From the first line to the last, copy the material exactly.

§ **DATA FOR REVIEW**:
________

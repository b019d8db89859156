//! Topic aggregate.

/// A topic groups articles under a unique slug.
///
/// Topics are seeded and immutable in the observed scope: there is no create
/// or update path through the API.
#[derive(Debug, Clone, PartialEq, Eq)]
pub struct Topic {
    /// Unique, human-readable primary key.
    pub slug: String,
    /// Short description shown in topic listings.
    pub description: String,
}

impl Topic {
    /// Construct a topic from its slug and description.
    pub fn new(slug: impl Into<String>, description: impl Into<String>) -> Self {
        Self {
            slug: slug.into(),
            description: description.into(),
        }
    }
}
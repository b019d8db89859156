//! PostgreSQL-backed `CommentRepository` implementation using Diesel.

use async_trait::async_trait;
use diesel::prelude::*;
use diesel_async::RunQueryDsl;

use crate::domain::ports::{CommentRepository, RepositoryError};
use crate::domain::sorting::CommentSortKey;
use crate::domain::{ArticleId, Comment, CommentId, CommentSort, NewComment};

use super::diesel_error::{map_diesel_error, map_pool_error};
use super::models::{CommentRow, NewCommentRow};
use super::pool::DbPool;
use super::schema::comments;

/// Diesel-backed implementation of the comments port.
#[derive(Clone)]
pub struct DieselCommentRepository {
    pool: DbPool,
}

impl DieselCommentRepository {
    /// Create a new repository over the given connection pool.
    pub fn new(pool: DbPool) -> Self {
        Self { pool }
    }
}

#[async_trait]
impl CommentRepository for DieselCommentRepository {
    async fn list_for_article(
        &self,
        article_id: ArticleId,
        sort: CommentSort,
    ) -> Result<Vec<Comment>, RepositoryError> {
        let mut conn = self.pool.get().await.map_err(map_pool_error)?;

        let mut query = comments::table
            .filter(comments::article_id.eq(article_id.get()))
            .select(CommentRow::as_select())
            .into_boxed();

        let descending = sort.order.is_descending();
        query = match (sort.key, descending) {
            (CommentSortKey::CommentId, true) => query.order(comments::comment_id.desc()),
            (CommentSortKey::CommentId, false) => query.order(comments::comment_id.asc()),
            (CommentSortKey::Votes, true) => query.order(comments::votes.desc()),
            (CommentSortKey::Votes, false) => query.order(comments::votes.asc()),
            (CommentSortKey::CreatedAt, true) => query.order(comments::created_at.desc()),
            (CommentSortKey::CreatedAt, false) => query.order(comments::created_at.asc()),
            (CommentSortKey::Author, true) => query.order(comments::author.desc()),
            (CommentSortKey::Author, false) => query.order(comments::author.asc()),
            (CommentSortKey::Body, true) => query.order(comments::body.desc()),
            (CommentSortKey::Body, false) => query.order(comments::body.asc()),
        };

        let rows: Vec<CommentRow> = query.load(&mut conn).await.map_err(map_diesel_error)?;
        Ok(rows.into_iter().map(Comment::from).collect())
    }

    async fn insert(&self, new_comment: &NewComment) -> Result<Comment, RepositoryError> {
        let mut conn = self.pool.get().await.map_err(map_pool_error)?;
        let row: CommentRow = diesel::insert_into(comments::table)
            .values(NewCommentRow::from_new_comment(new_comment))
            .returning(CommentRow::as_returning())
            .get_result(&mut conn)
            .await
            .map_err(map_diesel_error)?;
        Ok(Comment::from(row))
    }

    async fn adjust_votes(
        &self,
        id: CommentId,
        delta: i32,
    ) -> Result<Option<Comment>, RepositoryError> {
        let mut conn = self.pool.get().await.map_err(map_pool_error)?;
        let row: Option<CommentRow> = diesel::update(comments::table.find(id.get()))
            .set(comments::votes.eq(comments::votes + delta))
            .returning(CommentRow::as_returning())
            .get_result(&mut conn)
            .await
            .optional()
            .map_err(map_diesel_error)?;
        Ok(row.map(Comment::from))
    }

    async fn delete(&self, id: CommentId) -> Result<bool, RepositoryError> {
        let mut conn = self.pool.get().await.map_err(map_pool_error)?;
        let deleted = diesel::delete(comments::table.find(id.get()))
            .execute(&mut conn)
            .await
            .map_err(map_diesel_error)?;
        Ok(deleted > 0)
    }
}
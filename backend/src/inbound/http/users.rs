//! Users endpoint.

use actix_web::{web, HttpResponse};
use serde::Serialize;

use super::error::ApiResult;
use super::state::HttpState;
use crate::domain::User;

#[derive(Serialize)]
struct UserDto {
    username: String,
    name: String,
    avatar_url: String,
}

impl From<User> for UserDto {
    fn from(user: User) -> Self {
        Self {
            username: user.username,
            name: user.name,
            avatar_url: user.avatar_url,
        }
    }
}

#[derive(Serialize)]
struct UserEnvelope {
    user: UserDto,
}

/// `GET /api/users/{username}` — one user, as `{"user": {...}}`.
///
/// Usernames are resolved purely by existence; there is no syntactic
/// validation step and therefore no 400 path here.
pub async fn fetch_user(
    state: web::Data<HttpState>,
    path: web::Path<String>,
) -> ApiResult<HttpResponse> {
    let user = state.users.fetch_user(&path.into_inner()).await?;
    Ok(HttpResponse::Ok().json(UserEnvelope {
        user: UserDto::from(user),
    }))
}
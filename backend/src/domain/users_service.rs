//! Users resource operations.

use std::sync::Arc;

use super::error::Error;
use super::existence::map_store_error;
use super::ports::UserRepository;
use super::user::User;

/// Read operations over the users table.
#[derive(Clone)]
pub struct UsersService {
    users: Arc<dyn UserRepository>,
}

impl UsersService {
    /// Create the service over a users port.
    pub fn new(users: Arc<dyn UserRepository>) -> Self {
        Self { users }
    }

    /// Fetch one user by exact username.
    ///
    /// Usernames skip identifier validation: any non-empty path segment is
    /// syntactically valid and resolved purely by existence.
    ///
    /// # Errors
    /// 404 `"User does not exist"` on a lookup miss.
    pub async fn fetch_user(&self, username: &str) -> Result<User, Error> {
        self.users
            .find_by_username(username)
            .await
            .map_err(map_store_error)?
            .ok_or_else(|| Error::not_found("User does not exist"))
    }
}

#[cfg(test)]
mod tests {
    use super::*;
    use crate::domain::ports::MemoryContentStore;
    use crate::domain::ErrorCode;

    fn service() -> UsersService {
        UsersService::new(Arc::new(MemoryContentStore::seeded()))
    }

    #[actix_web::test]
    async fn finds_seeded_user() {
        let user = service().fetch_user("paper_crane").await.expect("seeded");
        assert_eq!(user.name, "Ines Kovac");
        assert!(user.avatar_url.starts_with("https://"));
    }

    #[actix_web::test]
    async fn miss_is_entity_specific_not_found() {
        let err = service()
            .fetch_user("not-a-yuser")
            .await
            .expect_err("missing user");
        assert_eq!(err.code(), ErrorCode::NotFound);
        assert_eq!(err.message(), "User does not exist");
    }
}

________

§ **RESULT OF THIS TASK**:
repository b019d8db89859156
//! Topic aggregate.

/// A topic groups articles under a unique slug.
///
/// Topics are seeded and immutable in the observed scope: there is no create
/// or update path through the API.
#[derive(Debug, Clone, PartialEq, Eq)]
pub struct Topic {
    /// Unique, human-readable primary key.
    pub slug: String,
    /// Short description shown in topic listings.
    pub description: String,
}

impl Topic {
    /// Construct a topic from its slug and description.
    pub fn new(slug: impl Into<String>, description: impl Into<String>) -> Self {
        Self {
            slug: slug.into(),
            description: description.into(),
        }
    }
}
repository b019d8db89859156
//! PostgreSQL-backed `CommentRepository` implementation using Diesel.

use async_trait::async_trait;
use diesel::prelude::*;
use diesel_async::RunQueryDsl;

use crate::domain::ports::{CommentRepository, RepositoryError};
use crate::domain::sorting::CommentSortKey;
use crate::domain::{ArticleId, Comment, CommentId, CommentSort, NewComment};

use super::diesel_error::{map_diesel_error, map_pool_error};
use super::models::{CommentRow, NewCommentRow};
use super::pool::DbPool;
use super::schema::comments;

/// Diesel-backed implementation of the comments port.
#[derive(Clone)]
pub struct DieselCommentRepository {
    pool: DbPool,
}

impl DieselCommentRepository {
    /// Create a new repository over the given connection pool.
    pub fn new(pool: DbPool) -> Self {
        Self { pool }
    }
}

#[async_trait]
impl CommentRepository for DieselCommentRepository {
    async fn list_for_article(
        &self,
        article_id: ArticleId,
        sort: CommentSort,
    ) -> Result<Vec<Comment>, RepositoryError> {
        let mut conn = self.pool.get().await.map_err(map_pool_error)?;

        let mut query = comments::table
            .filter(comments::article_id.eq(article_id.get()))
            .select(CommentRow::as_select())
            .into_boxed();

        let descending = sort.order.is_descending();
        query = match (sort.key, descending) {
            (CommentSortKey::CommentId, true) => query.order(comments::comment_id.desc()),
            (CommentSortKey::CommentId, false) => query.order(comments::comment_id.asc()),
            (CommentSortKey::Votes, true) => query.order(comments::votes.desc()),
            (CommentSortKey::Votes, false) => query.order(comments::votes.asc()),
            (CommentSortKey::CreatedAt, true) => query.order(comments::created_at.desc()),
            (CommentSortKey::CreatedAt, false) => query.order(comments::created_at.asc()),
            (CommentSortKey::Author, true) => query.order(comments::author.desc()),
            (CommentSortKey::Author, false) => query.order(comments::author.asc()),
            (CommentSortKey::Body, true) => query.order(comments::body.desc()),
            (CommentSortKey::Body, false) => query.order(comments::body.asc()),
        };

        let rows: Vec<CommentRow> = query.load(&mut conn).await.map_err(map_diesel_error)?;
        Ok(rows.into_iter().map(Comment::from).collect())
    }

    async fn insert(&self, new_comment: &NewComment) -> Result<Comment, RepositoryError> {
        let mut conn = self.pool.get().await.map_err(map_pool_error)?;
        let row: CommentRow = diesel::insert_into(comments::table)
            .values(NewCommentRow::from_new_comment(new_comment))
            .returning(CommentRow::as_returning())
            .get_result(&mut conn)
            .await
            .map_err(map_diesel_error)?;
        Ok(Comment::from(row))
    }

    async fn adjust_votes(
        &self,
        id: CommentId,
        delta: i32,
    ) -> Result<Option<Comment>, RepositoryError> {
        let mut conn = self.pool.get().await.map_err(map_pool_error)?;
        let row: Option<CommentRow> = diesel::update(comments::table.find(id.get()))
            .set(comments::votes.eq(comments::votes + delta))
            .returning(CommentRow::as_returning())
            .get_result(&mut conn)
            .await
            .optional()
            .map_err(map_diesel_error)?;
        Ok(row.map(Comment::from))
    }

    async fn delete(&self, id: CommentId) -> Result<bool, RepositoryError> {
        let mut conn = self.pool.get().await.map_err(map_pool_error)?;
        let deleted = diesel::delete(comments::table.find(id.get()))
            .execute(&mut conn)
            .await
            .map_err(map_diesel_error)?;
        Ok(deleted > 0)
    }
}
filename backend/src/inbound/http/users.rs
//! Users endpoint.

use actix_web::{web, HttpResponse};
use serde::Serialize;

use super::error::ApiResult;
use super::state::HttpState;
use crate::domain::User;

#[derive(Serialize)]
struct UserDto {
    username: String,
    name: String,
    avatar_url: String,
}

impl From<User> for UserDto {
    fn from(user: User) -> Self {
        Self {
            username: user.username,
            name: user.name,
            avatar_url: user.avatar_url,
        }
    }
}

#[derive(Serialize)]
struct UserEnvelope {
    user: UserDto,
}

/// `GET /api/users/{username}` — one user, as `{"user": {...}}`.
///
/// Usernames are resolved purely by existence; there is no syntactic
/// validation step and therefore no 400 path here.
pub async fn fetch_user(
    state: web::Data<HttpState>,
    path: web::Path<String>,
) -> ApiResult<HttpResponse> {
    let user = state.users.fetch_user(&path.into_inner()).await?;
    Ok(HttpResponse::Ok().json(UserEnvelope {
        user: UserDto::from(user),
    }))
}
filename backend/src/domain/users_service.rs
//! Users resource operations.

use std::sync::Arc;

use super::error::Error;
use super::existence::map_store_error;
use super::ports::UserRepository;
use super::user::User;

/// Read operations over the users table.
#[derive(Clone)]
pub struct UsersService {
    users: Arc<dyn UserRepository>,
}

impl UsersService {
    /// Create the service over a users port.
    pub fn new(users: Arc<dyn UserRepository>) -> Self {
        Self { users }
    }

    /// Fetch one user by exact username.
    ///
    /// Usernames skip identifier validation: any non-empty path segment is
    /// syntactically valid and resolved purely by existence.
    ///
    /// # Errors
    /// 404 `"User does not exist"` on a lookup miss.
    pub async fn fetch_user(&self, username: &str) -> Result<User, Error> {
        self.users
            .find_by_username(username)
            .await
            .map_err(map_store_error)?
            .ok_or_else(|| Error::not_found("User does not exist"))
    }
}

#[cfg(test)]
mod tests {
    use super::*;
    use crate::domain::ports::MemoryContentStore;
    use crate::domain::ErrorCode;

    fn service() -> UsersService {
        UsersService::new(Arc::new(MemoryContentStore::seeded()))
    }

    #[actix_web::test]
    async fn finds_seeded_user() {
        let user = service().fetch_user("paper_crane").await.expect("seeded");
        assert_eq!(user.name, "Ines Kovac");
        assert!(user.avatar_url.starts_with("https://"));
    }

    #[actix_web::test]
    async fn miss_is_entity_specific_not_found() {
        let err = service()
            .fetch_user("not-a-yuser")
            .await
            .expect_err("missing user");
        assert_eq!(err.code(), ErrorCode::NotFound);
        assert_eq!(err.message(), "User does not exist");
    }
}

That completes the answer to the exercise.